TASK INSTRUCTIONS | Please state how many lines in the records below contain the word "persistence"; the answer should be a number and nothing else.

DATA TO PROCESS |
━━━━━━━━━━━━━━━━━━━━━━━━━━━━━━

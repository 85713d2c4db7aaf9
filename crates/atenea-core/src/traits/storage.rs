// SPDX-FileCopyrightText: 2026 Atenea Contributors
// SPDX-License-Identifier: MIT OR Apache-2.0

//! Storage adapter trait for persistence backends (SQLite, etc.).

use async_trait::async_trait;
use chrono::{DateTime, Utc};

use crate::error::AteneaError;
use crate::models::{
    AppendOutcome, Attention, AutomaticMessage, ChannelInfo, ChannelState, Citizen, CompletedRoom,
    ConsultType, HandoffEvent, Message, NewAttention, NewCitizen, NewMessage, NewRoom,
    OpenedAttention, PresenceRecord, QueryRecord, Room, RoomFilter, Survey, VicidialUser,
};
use crate::traits::adapter::PluginAdapter;
use crate::types::RoomStatus;

/// Adapter for storage and persistence backends.
///
/// Methods are persistence primitives: each one is atomic on its own, and
/// state-guarded updates report whether the guard matched (`bool` /
/// `Option`) instead of deciding business rules. Rule decisions live in the
/// engine. Actor ids passed in are registered on first use.
#[async_trait]
pub trait StorageAdapter: PluginAdapter {
    /// Initializes the storage backend (migrations, connection, etc.).
    async fn initialize(&self) -> Result<(), AteneaError>;

    /// Closes the storage backend, flushing pending writes and releasing connections.
    async fn close(&self) -> Result<(), AteneaError>;

    // --- Catalog ---

    /// Upserts channel lookup rows.
    async fn sync_channels(&self, channels: &[ChannelInfo]) -> Result<(), AteneaError>;

    async fn get_channel(&self, code: &str) -> Result<Option<ChannelInfo>, AteneaError>;

    async fn list_channels(&self) -> Result<Vec<ChannelInfo>, AteneaError>;

    /// Upserts consult type lookup rows.
    async fn sync_consult_types(&self, types: &[ConsultType]) -> Result<(), AteneaError>;

    async fn get_consult_type(&self, id: i64) -> Result<Option<ConsultType>, AteneaError>;

    /// Upserts telephony channel state lookup rows.
    async fn sync_channel_states(&self, states: &[ChannelState]) -> Result<(), AteneaError>;

    async fn get_channel_state(&self, id: &str) -> Result<Option<ChannelState>, AteneaError>;

    /// Replaces the automatic message catalog.
    async fn sync_automatic_messages(
        &self,
        messages: &[AutomaticMessage],
    ) -> Result<(), AteneaError>;

    /// Variants for (channel category, name), ordered by position.
    async fn automatic_messages(
        &self,
        channel_category: &str,
        name: &str,
    ) -> Result<Vec<AutomaticMessage>, AteneaError>;

    // --- Citizens ---

    /// Returns the citizen for (channel, external user id), creating it if
    /// absent. Missing contact fields are filled from the input.
    async fn find_or_create_citizen(&self, citizen: &NewCitizen) -> Result<Citizen, AteneaError>;

    async fn get_citizen(&self, id: &str) -> Result<Option<Citizen>, AteneaError>;

    async fn find_citizen_by_document(
        &self,
        document_type: &str,
        document_number: &str,
    ) -> Result<Option<Citizen>, AteneaError>;

    /// Sets the document identity when none is set yet. Returns `false`
    /// when the citizen already carries a document.
    async fn set_citizen_document(
        &self,
        id: &str,
        document_type: &str,
        document_number: &str,
        actor: &str,
        at: DateTime<Utc>,
    ) -> Result<bool, AteneaError>;

    // --- Rooms ---

    /// Returns the non-completed room for (channel, citizen), creating it
    /// with a conditional insert when none exists.
    async fn find_or_create_room(&self, room: &NewRoom) -> Result<Room, AteneaError>;

    async fn get_room(&self, id: &str) -> Result<Option<Room>, AteneaError>;

    async fn list_rooms(&self, filter: &RoomFilter) -> Result<Vec<Room>, AteneaError>;

    /// Moves the room from `expected` to `next`. Returns `false` when the
    /// room was not in `expected`.
    async fn update_room_status(
        &self,
        id: &str,
        expected: RoomStatus,
        next: RoomStatus,
        actor: &str,
        at: DateTime<Utc>,
    ) -> Result<bool, AteneaError>;

    /// Force-closes every open attention of the room with `close_reason`
    /// and marks the room completed, in one transaction. Returns `None`
    /// when the room was not in `expected`.
    async fn complete_room(
        &self,
        id: &str,
        expected: RoomStatus,
        close_reason: &str,
        actor: &str,
        at: DateTime<Utc>,
    ) -> Result<Option<CompletedRoom>, AteneaError>;

    /// Flips `bot_replies` from `event.from_handler` to `event.to_handler`,
    /// assigns `assign_user` when the room has no assignee, resets the
    /// failed-turn counter and records `event`, in one transaction.
    /// Returns `None` when the room is completed or not served by
    /// `event.from_handler`.
    async fn apply_handoff(
        &self,
        event: &HandoffEvent,
        assign_user: Option<&str>,
        actor: &str,
    ) -> Result<Option<Room>, AteneaError>;

    /// Assigns an agent to an active room that has none. Returns `None`
    /// when the guard did not match.
    async fn assign_room_user(
        &self,
        id: &str,
        user_id: &str,
        at: DateTime<Utc>,
    ) -> Result<Option<Room>, AteneaError>;

    /// Increments the failed bot turn counter and returns the new value.
    async fn record_failed_turn(&self, id: &str, at: DateTime<Utc>) -> Result<u32, AteneaError>;

    async fn reset_failed_turns(&self, id: &str) -> Result<(), AteneaError>;

    async fn list_handoff_events(&self, room_id: &str) -> Result<Vec<HandoffEvent>, AteneaError>;

    // --- Attentions ---

    /// Returns the room's open attention or inserts `attention`. Rejects
    /// missing (`NotFound`) and completed (`InvalidTransition`) rooms.
    async fn open_or_get_attention(
        &self,
        attention: &NewAttention,
    ) -> Result<OpenedAttention, AteneaError>;

    async fn get_attention(&self, id: &str) -> Result<Option<Attention>, AteneaError>;

    /// The room's non-closed attention, if any.
    async fn open_attention(&self, room_id: &str) -> Result<Option<Attention>, AteneaError>;

    /// The most recently started attention of the room.
    async fn latest_attention(&self, room_id: &str) -> Result<Option<Attention>, AteneaError>;

    /// Records the consult type and detail and moves the attention to
    /// in_progress. Returns `false` when the attention is closed.
    async fn classify_attention(
        &self,
        id: &str,
        consult_type_id: i64,
        detail: Option<&str>,
        actor: &str,
        at: DateTime<Utc>,
    ) -> Result<bool, AteneaError>;

    /// Closes the attention. Returns `false` when it was already closed.
    async fn close_attention(
        &self,
        id: &str,
        close_reason: Option<&str>,
        actor: &str,
        at: DateTime<Utc>,
    ) -> Result<bool, AteneaError>;

    async fn count_open_attentions(&self, room_id: &str) -> Result<u64, AteneaError>;

    // --- Messages ---

    /// Appends a message and its attachments in one transaction. A known
    /// (channel, external message id) returns the stored message as a replay.
    async fn append_message(&self, message: &NewMessage) -> Result<AppendOutcome, AteneaError>;

    async fn get_message(&self, id: &str) -> Result<Option<Message>, AteneaError>;

    /// The message recorded under a channel-native id, if any.
    async fn find_message_by_external_id(
        &self,
        channel: &str,
        external_message_id: &str,
    ) -> Result<Option<Message>, AteneaError>;

    /// Flips unread messages to read. Returns how many changed.
    async fn mark_messages_read(
        &self,
        ids: &[String],
        reader: &str,
        at: DateTime<Utc>,
    ) -> Result<u64, AteneaError>;

    /// Citizen-authored unread messages in the room.
    async fn unread_count(&self, room_id: &str) -> Result<u64, AteneaError>;

    /// Room messages ordered by timestamp, ties by insertion.
    async fn list_room_messages(&self, room_id: &str) -> Result<Vec<Message>, AteneaError>;

    /// Attention messages ordered by timestamp, ties by insertion.
    async fn list_attention_messages(
        &self,
        attention_id: &str,
    ) -> Result<Vec<Message>, AteneaError>;

    async fn last_message(&self, room_id: &str) -> Result<Option<Message>, AteneaError>;

    // --- Presence ---

    async fn create_vicidial_user(&self, user: &VicidialUser) -> Result<(), AteneaError>;

    async fn get_vicidial_user(&self, id: &str) -> Result<Option<VicidialUser>, AteneaError>;

    async fn find_vicidial_user_by_actor(
        &self,
        user_id: &str,
    ) -> Result<Option<VicidialUser>, AteneaError>;

    async fn last_presence_record(
        &self,
        vicidial_user_id: &str,
    ) -> Result<Option<PresenceRecord>, AteneaError>;

    /// Inserts the history row and moves the user to its new state in one
    /// transaction. Returns `false` (writing nothing) when the user's current
    /// state no longer matches the record's old state.
    async fn record_presence_transition(
        &self,
        record: &PresenceRecord,
    ) -> Result<bool, AteneaError>;

    /// History rows oldest first.
    async fn presence_history(
        &self,
        vicidial_user_id: &str,
    ) -> Result<Vec<PresenceRecord>, AteneaError>;

    // --- Query history and surveys ---

    async fn insert_query_record(&self, record: &QueryRecord) -> Result<(), AteneaError>;

    async fn list_query_records(
        &self,
        attention_id: &str,
    ) -> Result<Vec<QueryRecord>, AteneaError>;

    /// Inserts the survey. Returns `false` when the attention already has one.
    async fn insert_survey(&self, survey: &Survey) -> Result<bool, AteneaError>;

    async fn get_survey(&self, attention_id: &str) -> Result<Option<Survey>, AteneaError>;
}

━━━━━━━━━━━━━━━━━━━━━━━━━━━━━━

RESPONSE | 3